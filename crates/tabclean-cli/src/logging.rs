//! Logging infrastructure using `tracing` and `tracing-subscriber`.
//!
//! # Log Levels
//!
//! - `error`: Fatal errors
//! - `warn`: Non-fatal issues
//! - `info`: Pipeline stage progress, column counts
//! - `debug`: Per-column decisions (renames, drops)
//! - `trace`: Everything else
//!
//! # Usage
//!
//! ```ignore
//! use tabclean_cli::logging::{init_logging, LogConfig};
//!
//! let config = LogConfig::default();
//! init_logging(&config).expect("init logging");
//! ```

use std::fs::OpenOptions;
use std::io::{self, Write};
use std::path::PathBuf;
use std::sync::{Arc, Mutex};

use tracing::level_filters::LevelFilter;
use tracing_subscriber::{
    EnvFilter,
    fmt::{self, MakeWriter},
    layer::SubscriberExt,
    util::SubscriberInitExt,
};

/// Crates whose events follow the configured level; everything else stays at warn.
const WORKSPACE_TARGETS: [&str; 3] = ["tabclean_cli", "tabclean_ingest", "tabclean_transform"];

/// Configuration for logging behavior.
#[derive(Debug, Clone)]
pub struct LogConfig {
    /// Level applied to workspace crates.
    pub level_filter: LevelFilter,
    /// Whether `RUST_LOG` may override `level_filter`.
    pub use_env_filter: bool,
    /// Whether to include timestamps in log output.
    pub with_timestamps: bool,
    /// Whether to include target (module path) in log output.
    pub with_target: bool,
    /// Whether to include span close events (json format only).
    pub with_spans: bool,
    /// Whether to use ANSI colors in output.
    pub with_ansi: bool,
    /// Output format.
    pub format: LogFormat,
    /// Optional log file path. When set, logs are written to the file.
    pub log_file: Option<PathBuf>,
}

/// Log output format.
#[derive(Debug, Clone, Copy, Default, PartialEq, Eq)]
pub enum LogFormat {
    /// Human-readable pretty format with colors.
    #[default]
    Pretty,
    /// Compact single-line format.
    Compact,
    /// JSON format for machine parsing.
    Json,
}

impl Default for LogConfig {
    fn default() -> Self {
        Self {
            level_filter: LevelFilter::WARN,
            use_env_filter: true,
            with_timestamps: false,
            with_target: false,
            with_spans: true,
            with_ansi: true,
            format: LogFormat::default(),
            log_file: None,
        }
    }
}

impl LogConfig {
    /// Set the level filter directly.
    #[must_use]
    pub fn with_level(mut self, level_filter: LevelFilter) -> Self {
        self.level_filter = level_filter;
        self
    }

    /// Enable or disable timestamps.
    #[must_use]
    pub fn with_timestamps(mut self, enable: bool) -> Self {
        self.with_timestamps = enable;
        self
    }

    /// Enable or disable target (module path) in output.
    #[must_use]
    pub fn with_target(mut self, enable: bool) -> Self {
        self.with_target = enable;
        self
    }

    /// Enable or disable ANSI colors.
    #[must_use]
    pub fn with_ansi(mut self, enable: bool) -> Self {
        self.with_ansi = enable;
        self
    }

    /// Set output format.
    #[must_use]
    pub fn with_format(mut self, format: LogFormat) -> Self {
        self.format = format;
        self
    }

    /// Set the log file path (writes to stderr when None).
    #[must_use]
    pub fn with_log_file(mut self, path: Option<PathBuf>) -> Self {
        self.log_file = path;
        self
    }
}

/// Initialize the global tracing subscriber with the given configuration.
///
/// This should be called once at application startup.
///
/// # Errors
///
/// Returns an error if the log file cannot be opened.
///
/// # Panics
///
/// Panics if called more than once.
pub fn init_logging(config: &LogConfig) -> io::Result<()> {
    if let Some(path) = &config.log_file {
        let file = OpenOptions::new().create(true).append(true).open(path)?;
        init_logging_with_writer(config, SharedFileWriter::new(file));
    } else {
        init_logging_with_writer(config, io::stderr);
    }
    Ok(())
}

/// Initialize logging with a custom writer.
pub fn init_logging_with_writer<W>(config: &LogConfig, writer: W)
where
    W: for<'writer> MakeWriter<'writer> + Send + Sync + 'static,
{
    let filter = build_env_filter(config.level_filter, config.use_env_filter);

    match config.format {
        LogFormat::Json => {
            let layer = fmt::layer()
                .json()
                .with_writer(writer)
                .with_target(config.with_target)
                .with_span_events(if config.with_spans {
                    fmt::format::FmtSpan::CLOSE
                } else {
                    fmt::format::FmtSpan::NONE
                });

            tracing_subscriber::registry()
                .with(filter)
                .with(layer)
                .init();
        }
        LogFormat::Compact => {
            let layer = fmt::layer()
                .compact()
                .with_writer(writer)
                .with_ansi(config.with_ansi)
                .with_target(config.with_target);

            if config.with_timestamps {
                tracing_subscriber::registry()
                    .with(filter)
                    .with(layer)
                    .init();
            } else {
                tracing_subscriber::registry()
                    .with(filter)
                    .with(layer.without_time())
                    .init();
            }
        }
        LogFormat::Pretty => {
            let layer = fmt::layer()
                .with_writer(writer)
                .with_ansi(config.with_ansi)
                .with_target(config.with_target);

            if config.with_timestamps {
                tracing_subscriber::registry()
                    .with(filter)
                    .with(layer)
                    .init();
            } else {
                tracing_subscriber::registry()
                    .with(filter)
                    .with(layer.without_time())
                    .init();
            }
        }
    }
}

#[derive(Clone)]
struct SharedFileWriter {
    file: Arc<Mutex<std::fs::File>>,
}

impl SharedFileWriter {
    fn new(file: std::fs::File) -> Self {
        Self {
            file: Arc::new(Mutex::new(file)),
        }
    }
}

struct SharedFileGuard {
    file: Arc<Mutex<std::fs::File>>,
}

impl Write for SharedFileGuard {
    fn write(&mut self, buf: &[u8]) -> io::Result<usize> {
        let mut guard = self
            .file
            .lock()
            .map_err(|_| io::Error::other("log file lock poisoned"))?;
        guard.write(buf)
    }

    fn flush(&mut self) -> io::Result<()> {
        let mut guard = self
            .file
            .lock()
            .map_err(|_| io::Error::other("log file lock poisoned"))?;
        guard.flush()
    }
}

impl<'a> MakeWriter<'a> for SharedFileWriter {
    type Writer = SharedFileGuard;

    fn make_writer(&'a self) -> Self::Writer {
        SharedFileGuard {
            file: Arc::clone(&self.file),
        }
    }
}

/// Directive string applying `level` to the workspace crates and warn elsewhere.
fn default_directives(level_filter: LevelFilter) -> String {
    let level = level_filter.to_string().to_lowercase();
    let mut directives = vec!["warn".to_string()];
    directives.extend(
        WORKSPACE_TARGETS
            .iter()
            .map(|target| format!("{target}={level}")),
    );
    directives.join(",")
}

/// Build an `EnvFilter`, letting `RUST_LOG` win when `use_env` is set.
fn build_env_filter(level_filter: LevelFilter, use_env: bool) -> EnvFilter {
    let fallback = || EnvFilter::new(default_directives(level_filter));
    if use_env {
        EnvFilter::try_from_default_env().unwrap_or_else(|_| fallback())
    } else {
        fallback()
    }
}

_____

Exercise description =>
Nothing but the full listing, copied exactly, belongs in the answer.

The completed task =>
filename crates/tabclean-cli/src/logging.rs
//! Logging infrastructure using `tracing` and `tracing-subscriber`.
//!
//! # Log Levels
//!
//! - `error`: Fatal errors
//! - `warn`: Non-fatal issues
//! - `info`: Pipeline stage progress, column counts
//! - `debug`: Per-column decisions (renames, drops)
//! - `trace`: Everything else
//!
//! # Usage
//!
//! ```ignore
//! use tabclean_cli::logging::{init_logging, LogConfig};
//!
//! let config = LogConfig::default();
//! init_logging(&config).expect("init logging");
//! ```

use std::fs::OpenOptions;
use std::io::{self, Write};
use std::path::PathBuf;
use std::sync::{Arc, Mutex};

use tracing::level_filters::LevelFilter;
use tracing_subscriber::{
    EnvFilter,
    fmt::{self, MakeWriter},
    layer::SubscriberExt,
    util::SubscriberInitExt,
};

/// Crates whose events follow the configured level; everything else stays at warn.
const WORKSPACE_TARGETS: [&str; 3] = ["tabclean_cli", "tabclean_ingest", "tabclean_transform"];

/// Configuration for logging behavior.
#[derive(Debug, Clone)]
pub struct LogConfig {
    /// Level applied to workspace crates.
    pub level_filter: LevelFilter,
    /// Whether `RUST_LOG` may override `level_filter`.
    pub use_env_filter: bool,
    /// Whether to include timestamps in log output.
    pub with_timestamps: bool,
    /// Whether to include target (module path) in log output.
    pub with_target: bool,
    /// Whether to include span close events (json format only).
    pub with_spans: bool,
    /// Whether to use ANSI colors in output.
    pub with_ansi: bool,
    /// Output format.
    pub format: LogFormat,
    /// Optional log file path. When set, logs are written to the file.
    pub log_file: Option<PathBuf>,
}

/// Log output format.
#[derive(Debug, Clone, Copy, Default, PartialEq, Eq)]
pub enum LogFormat {
    /// Human-readable pretty format with colors.
    #[default]
    Pretty,
    /// Compact single-line format.
    Compact,
    /// JSON format for machine parsing.
    Json,
}

impl Default for LogConfig {
    fn default() -> Self {
        Self {
            level_filter: LevelFilter::WARN,
            use_env_filter: true,
            with_timestamps: false,
            with_target: false,
            with_spans: true,
            with_ansi: true,
            format: LogFormat::default(),
            log_file: None,
        }
    }
}

impl LogConfig {
    /// Set the level filter directly.
    #[must_use]
    pub fn with_level(mut self, level_filter: LevelFilter) -> Self {
        self.level_filter = level_filter;
        self
    }

    /// Enable or disable timestamps.
    #[must_use]
    pub fn with_timestamps(mut self, enable: bool) -> Self {
        self.with_timestamps = enable;
        self
    }

    /// Enable or disable target (module path) in output.
    #[must_use]
    pub fn with_target(mut self, enable: bool) -> Self {
        self.with_target = enable;
        self
    }

    /// Enable or disable ANSI colors.
    #[must_use]
    pub fn with_ansi(mut self, enable: bool) -> Self {
        self.with_ansi = enable;
        self
    }

    /// Set output format.
    #[must_use]
    pub fn with_format(mut self, format: LogFormat) -> Self {
        self.format = format;
        self
    }

    /// Set the log file path (writes to stderr when None).
    #[must_use]
    pub fn with_log_file(mut self, path: Option<PathBuf>) -> Self {
        self.log_file = path;
        self
    }
}

/// Initialize the global tracing subscriber with the given configuration.
///
/// This should be called once at application startup.
///
/// # Errors
///
/// Returns an error if the log file cannot be opened.
///
/// # Panics
///
/// Panics if called more than once.
pub fn init_logging(config: &LogConfig) -> io::Result<()> {
    if let Some(path) = &config.log_file {
        let file = OpenOptions::new().create(true).append(true).open(path)?;
        init_logging_with_writer(config, SharedFileWriter::new(file));
    } else {
        init_logging_with_writer(config, io::stderr);
    }
    Ok(())
}

/// Initialize logging with a custom writer.
pub fn init_logging_with_writer<W>(config: &LogConfig, writer: W)
where
    W: for<'writer> MakeWriter<'writer> + Send + Sync + 'static,
{
    let filter = build_env_filter(config.level_filter, config.use_env_filter);

    match config.format {
        LogFormat::Json => {
            let layer = fmt::layer()
                .json()
                .with_writer(writer)
                .with_target(config.with_target)
                .with_span_events(if config.with_spans {
                    fmt::format::FmtSpan::CLOSE
                } else {
                    fmt::format::FmtSpan::NONE
                });

            tracing_subscriber::registry()
                .with(filter)
                .with(layer)
                .init();
        }
        LogFormat::Compact => {
            let layer = fmt::layer()
                .compact()
                .with_writer(writer)
                .with_ansi(config.with_ansi)
                .with_target(config.with_target);

            if config.with_timestamps {
                tracing_subscriber::registry()
                    .with(filter)
                    .with(layer)
                    .init();
            } else {
                tracing_subscriber::registry()
                    .with(filter)
                    .with(layer.without_time())
                    .init();
            }
        }
        LogFormat::Pretty => {
            let layer = fmt::layer()
                .with_writer(writer)
                .with_ansi(config.with_ansi)
                .with_target(config.with_target);

            if config.with_timestamps {
                tracing_subscriber::registry()
                    .with(filter)
                    .with(layer)
                    .init();
            } else {
                tracing_subscriber::registry()
                    .with(filter)
                    .with(layer.without_time())
                    .init();
            }
        }
    }
}

#[derive(Clone)]
struct SharedFileWriter {
    file: Arc<Mutex<std::fs::File>>,
}

impl SharedFileWriter {
    fn new(file: std::fs::File) -> Self {
        Self {
            file: Arc::new(Mutex::new(file)),
        }
    }
}

struct SharedFileGuard {
    file: Arc<Mutex<std::fs::File>>,
}

impl Write for SharedFileGuard {
    fn write(&mut self, buf: &[u8]) -> io::Result<usize> {
        let mut guard = self
            .file
            .lock()
            .map_err(|_| io::Error::other("log file lock poisoned"))?;
        guard.write(buf)
    }

    fn flush(&mut self) -> io::Result<()> {
        let mut guard = self
            .file
            .lock()
            .map_err(|_| io::Error::other("log file lock poisoned"))?;
        guard.flush()
    }
}

impl<'a> MakeWriter<'a> for SharedFileWriter {
    type Writer = SharedFileGuard;

    fn make_writer(&'a self) -> Self::Writer {
        SharedFileGuard {
            file: Arc::clone(&self.file),
        }
    }
}

/// Directive string applying `level` to the workspace crates and warn elsewhere.
fn default_directives(level_filter: LevelFilter) -> String {
    let level = level_filter.to_string().to_lowercase();
    let mut directives = vec!["warn".to_string()];
    directives.extend(
        WORKSPACE_TARGETS
            .iter()
            .map(|target| format!("{target}={level}")),
    );
    directives.join(",")
}

/// Build an `EnvFilter`, letting `RUST_LOG` win when `use_env` is set.
fn build_env_filter(level_filter: LevelFilter, use_env: bool) -> EnvFilter {
    let fallback = || EnvFilter::new(default_directives(level_filter));
    if use_env {
        EnvFilter::try_from_default_env().unwrap_or_else(|_| fallback())
    } else {
        fallback()
    }
}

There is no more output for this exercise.